→ **Aim of the task**
Retype each line exactly as it stands, beginning at the first line of the material and finishing with the line that contains "fn make_items(disabled: &[bool])".

********

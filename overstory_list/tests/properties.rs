// Copyright 2026 the Overstory Authors
// SPDX-License-Identifier: Apache-2.0 OR MIT

//! Property tests for the navigation and selection invariants.

use overstory_list::{ListItem, ListNavigation, ListSelection};
use proptest::collection::vec;
use proptest::prelude::*;

fn make_items(disabled: &[bool]) -> Vec<ListItem<usize, usize>> {
    disabled
        .iter()
        .enumerate()
        .map(|(i, &d)| ListItem::new(i, i).with_disabled(d))
        .collect()
}

#[derive(Clone, Debug)]
enum Op {
    Next,
    Prev,
    First,
    Last,
    Goto(usize),
    Select,
    Deselect,
    Toggle,
    ToggleOne,
    SelectOne,
    SelectAll,
    DeselectAll,
    ToggleAll,
    BeginRange(usize),
    SelectFromAnchor,
    ToggleFromAnchor,
    SelectRange(bool),
}

fn op_strategy(max_index: usize) -> impl Strategy<Value = Op> {
    let movement = prop_oneof![
        Just(Op::Next),
        Just(Op::Prev),
        Just(Op::First),
        Just(Op::Last),
        (0..=max_index).prop_map(Op::Goto),
    ];
    let selection = prop_oneof![
        Just(Op::Select),
        Just(Op::Deselect),
        Just(Op::Toggle),
        Just(Op::ToggleOne),
        Just(Op::SelectOne),
        Just(Op::SelectAll),
        Just(Op::DeselectAll),
        Just(Op::ToggleAll),
    ];
    let ranges = prop_oneof![
        (0..=max_index).prop_map(Op::BeginRange),
        Just(Op::SelectFromAnchor),
        Just(Op::ToggleFromAnchor),
        any::<bool>().prop_map(Op::SelectRange),
    ];
    prop_oneof![movement, selection, ranges]
}

fn apply(
    op: &Op,
    items: &[ListItem<usize, usize>],
    nav: &mut ListNavigation,
    selection: &mut ListSelection<usize>,
) {
    match *op {
        Op::Next => {
            nav.next(items);
        }
        Op::Prev => {
            nav.prev(items);
        }
        Op::First => {
            nav.first(items);
        }
        Op::Last => {
            nav.last(items);
        }
        Op::Goto(index) => {
            nav.goto(items, index);
        }
        Op::Select => {
            selection.select(items, nav);
        }
        Op::Deselect => {
            selection.deselect(items, nav);
        }
        Op::Toggle => {
            selection.toggle(items, nav);
        }
        Op::ToggleOne => {
            selection.toggle_one(items, nav);
        }
        Op::SelectOne => {
            selection.select_one(items, nav);
        }
        Op::SelectAll => {
            selection.select_all(items);
        }
        Op::DeselectAll => {
            selection.deselect_all(items);
        }
        Op::ToggleAll => {
            selection.toggle_all(items);
        }
        Op::BeginRange(index) => selection.begin_range(index),
        Op::SelectFromAnchor => selection.select_from_anchor(items, nav),
        Op::ToggleFromAnchor => selection.toggle_from_anchor(items, nav),
        Op::SelectRange(anchor) => selection.select_range(items, nav, anchor),
    }
}

proptest! {
    // With every item focusable, one `next` per item walks the full cycle.
    #[test]
    fn wrapping_next_round_trips_in_len_steps(
        disabled in vec(any::<bool>(), 1..8),
        start in 0_usize..8,
    ) {
        let items = make_items(&disabled);
        let mut nav = ListNavigation::with_options(true, false);
        nav.goto(&items, start % items.len());
        let origin = nav.active_index();

        for _ in 0..items.len() {
            nav.next(&items);
        }
        prop_assert_eq!(nav.active_index(), origin);
    }

    // Without wrap, the cursor can never move past the focusable edges.
    #[test]
    fn unwrapped_cursor_stays_within_focusable_edges(
        disabled in vec(any::<bool>(), 1..8),
        steps in vec(any::<bool>(), 0..24),
    ) {
        let items = make_items(&disabled);
        let mut nav = ListNavigation::with_options(false, true);

        let first = items.iter().position(|i| !i.disabled);
        let last = items.iter().rposition(|i| !i.disabled);
        for forward in steps {
            if forward { nav.next(&items); } else { nav.prev(&items); }
            if let (Some(first), Some(last)) = (first, last) {
                // Index 0 is also legal: it is the initial position even
                // when item 0 is disabled.
                let at = nav.active_index();
                prop_assert!(at == 0 || (at >= first && at <= last));
            } else {
                prop_assert_eq!(nav.active_index(), 0);
            }
        }
    }

    // Disabled values never enter the selection, under any op sequence.
    #[test]
    fn disabled_values_are_never_selected(
        disabled in vec(any::<bool>(), 1..8),
        ops in vec(op_strategy(8), 0..32),
        multi in any::<bool>(),
    ) {
        let items = make_items(&disabled);
        // skip_disabled off lets the cursor land on disabled items, which
        // stresses the selection-side rejection.
        let mut nav = ListNavigation::with_options(true, false);
        let mut selection: ListSelection<usize> = ListSelection::new().with_multi(multi);

        for op in &ops {
            apply(op, &items, &mut nav, &mut selection);
            for item in items.iter().filter(|item| item.disabled) {
                prop_assert!(!selection.is_selected(&item.value));
            }
        }
    }

    // Single-select mode never holds more than one value.
    #[test]
    fn single_select_never_exceeds_one_value(
        disabled in vec(any::<bool>(), 1..8),
        ops in vec(op_strategy(8), 0..32),
    ) {
        let items = make_items(&disabled);
        let mut nav = ListNavigation::new();
        let mut selection: ListSelection<usize> = ListSelection::new();

        for op in &ops {
            apply(op, &items, &mut nav, &mut selection);
            prop_assert!(selection.len() <= 1);
        }
    }

    // Selecting the same position twice changes nothing the second time.
    #[test]
    fn select_is_idempotent(
        disabled in vec(any::<bool>(), 1..8),
        index in 0_usize..8,
        multi in any::<bool>(),
    ) {
        let items = make_items(&disabled);
        let mut nav = ListNavigation::with_options(true, false);
        nav.goto(&items, index % items.len());
        let mut selection: ListSelection<usize> = ListSelection::new().with_multi(multi);

        selection.select(&items, &nav);
        let mut once: Vec<usize> = selection.values().copied().collect();
        once.sort_unstable();

        prop_assert!(!selection.select(&items, &nav));
        let mut twice: Vec<usize> = selection.values().copied().collect();
        twice.sort_unstable();
        prop_assert_eq!(once, twice);
    }
}
// Copyright 2026 the Overstory Authors
// SPDX-License-Identifier: Apache-2.0 OR MIT

//! Accumulating text query that drives navigation.

use alloc::string::String;

use crate::{ListItem, ListNavigation};

/// Default width of the typeahead window, in milliseconds.
pub const DEFAULT_TYPEAHEAD_DELAY_MS: u64 = 500;

/// Accumulates typed characters into a query and moves navigation to the
/// first matching item.
///
/// There is no timer: the host passes a monotonic millisecond timestamp into
/// [`ListTypeahead::search`] and the query expires when the next input (or an
/// [`ListTypeahead::is_typing`] probe) arrives past the deadline. Each
/// keystroke re-arms the deadline, so the query survives as long as
/// consecutive characters land within `delay_ms` of each other.
///
/// Matching scans forward from one past the index where the query began,
/// wraps to the items before it when the navigation cursor wraps, and
/// finally considers the start item itself, so repeated single-character
/// queries cycle through items sharing a prefix.
///
/// A lone space is ignored unless a query is already pending: hosts
/// typically reserve space for selection, and only treat it as text once the
/// user is visibly mid-search.
///
/// ## Minimal example
///
/// ```
/// use overstory_list::{ListItem, ListNavigation, ListTypeahead};
///
/// let items = vec![
///     ListItem::new(0_u32, 0).with_search_term("Apple"),
///     ListItem::new(1_u32, 1).with_search_term("Banana"),
///     ListItem::new(2_u32, 2).with_search_term("Blueberry"),
/// ];
/// let mut nav = ListNavigation::new();
/// let mut typeahead = ListTypeahead::new();
///
/// // "bl" within the window narrows to Blueberry.
/// assert!(typeahead.search(&items, &mut nav, 'b', 0));
/// assert_eq!(nav.active_index(), 1);
/// assert!(typeahead.search(&items, &mut nav, 'l', 100));
/// assert_eq!(nav.active_index(), 2);
/// ```
#[derive(Clone, Debug)]
pub struct ListTypeahead {
    query: String,
    start_index: Option<usize>,
    deadline: Option<u64>,
    /// Width of the typeahead window in milliseconds.
    pub delay_ms: u64,
}

impl ListTypeahead {
    /// Create a typeahead with the default window.
    #[must_use]
    pub const fn new() -> Self {
        Self {
            query: String::new(),
            start_index: None,
            deadline: None,
            delay_ms: DEFAULT_TYPEAHEAD_DELAY_MS,
        }
    }

    /// Create a typeahead with an explicit window width.
    #[must_use]
    pub const fn with_delay(delay_ms: u64) -> Self {
        Self {
            query: String::new(),
            start_index: None,
            deadline: None,
            delay_ms,
        }
    }

    /// Whether a query is pending and its window has not expired at
    /// `now_ms`.
    #[must_use]
    pub fn is_typing(&self, now_ms: u64) -> bool {
        !self.query.is_empty() && self.deadline.is_some_and(|deadline| now_ms < deadline)
    }

    /// The pending query (possibly expired; see
    /// [`ListTypeahead::is_typing`]).
    #[must_use]
    pub fn query(&self) -> &str {
        &self.query
    }

    /// Drop the pending query and its window.
    pub fn reset(&mut self) {
        self.query.clear();
        self.start_index = None;
        self.deadline = None;
    }

    /// Feed one typed character at time `now_ms`.
    ///
    /// Returns `true` when the (possibly grown) query matched an item and
    /// navigation moved to it.
    pub fn search<K, V>(
        &mut self,
        items: &[ListItem<K, V>],
        nav: &mut ListNavigation,
        c: char,
        now_ms: u64,
    ) -> bool {
        self.expire_if_due(now_ms);
        if self.query.is_empty() && c == ' ' {
            return false;
        }
        if self.start_index.is_none() {
            self.start_index = Some(nav.active_index());
        }
        for lower in c.to_lowercase() {
            self.query.push(lower);
        }
        self.deadline = Some(now_ms.saturating_add(self.delay_ms));

        match self.find_match(items, nav) {
            Some(index) => nav.goto(items, index),
            None => false,
        }
    }

    fn expire_if_due(&mut self, now_ms: u64) {
        if self.deadline.is_some_and(|deadline| now_ms >= deadline) {
            self.reset();
        }
    }

    /// First focusable item, in scan order, whose search term starts with
    /// the query.
    fn find_match<K, V>(&self, items: &[ListItem<K, V>], nav: &ListNavigation) -> Option<usize> {
        let len = items.len();
        if len == 0 {
            return None;
        }
        let start = self.start_index.unwrap_or(nav.active_index()).min(len - 1);
        let before = if nav.wrap { 0..start } else { 0..0 };
        (start + 1..len)
            .chain(before)
            .chain(core::iter::once(start))
            .find(|&index| {
                nav.is_focusable(&items[index])
                    && starts_with_ignore_case(&items[index].search_term, &self.query)
            })
    }
}

impl Default for ListTypeahead {
    fn default() -> Self {
        Self::new()
    }
}

/// Case-insensitive prefix test; `query` is already lowercased.
fn starts_with_ignore_case(term: &str, query: &str) -> bool {
    let mut term_chars = term.chars().flat_map(char::to_lowercase);
    for expected in query.chars() {
        match term_chars.next() {
            Some(actual) if actual == expected => {}
            _ => return false,
        }
    }
    true
}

********

→ **Task output**
filename overstory_list/tests/properties.rs
// Copyright 2026 the Overstory Authors
// SPDX-License-Identifier: Apache-2.0 OR MIT

//! Property tests for the navigation and selection invariants.

use overstory_list::{ListItem, ListNavigation, ListSelection};
use proptest::collection::vec;
use proptest::prelude::*;

fn make_items(disabled: &[bool]) -> Vec<ListItem<usize, usize>> {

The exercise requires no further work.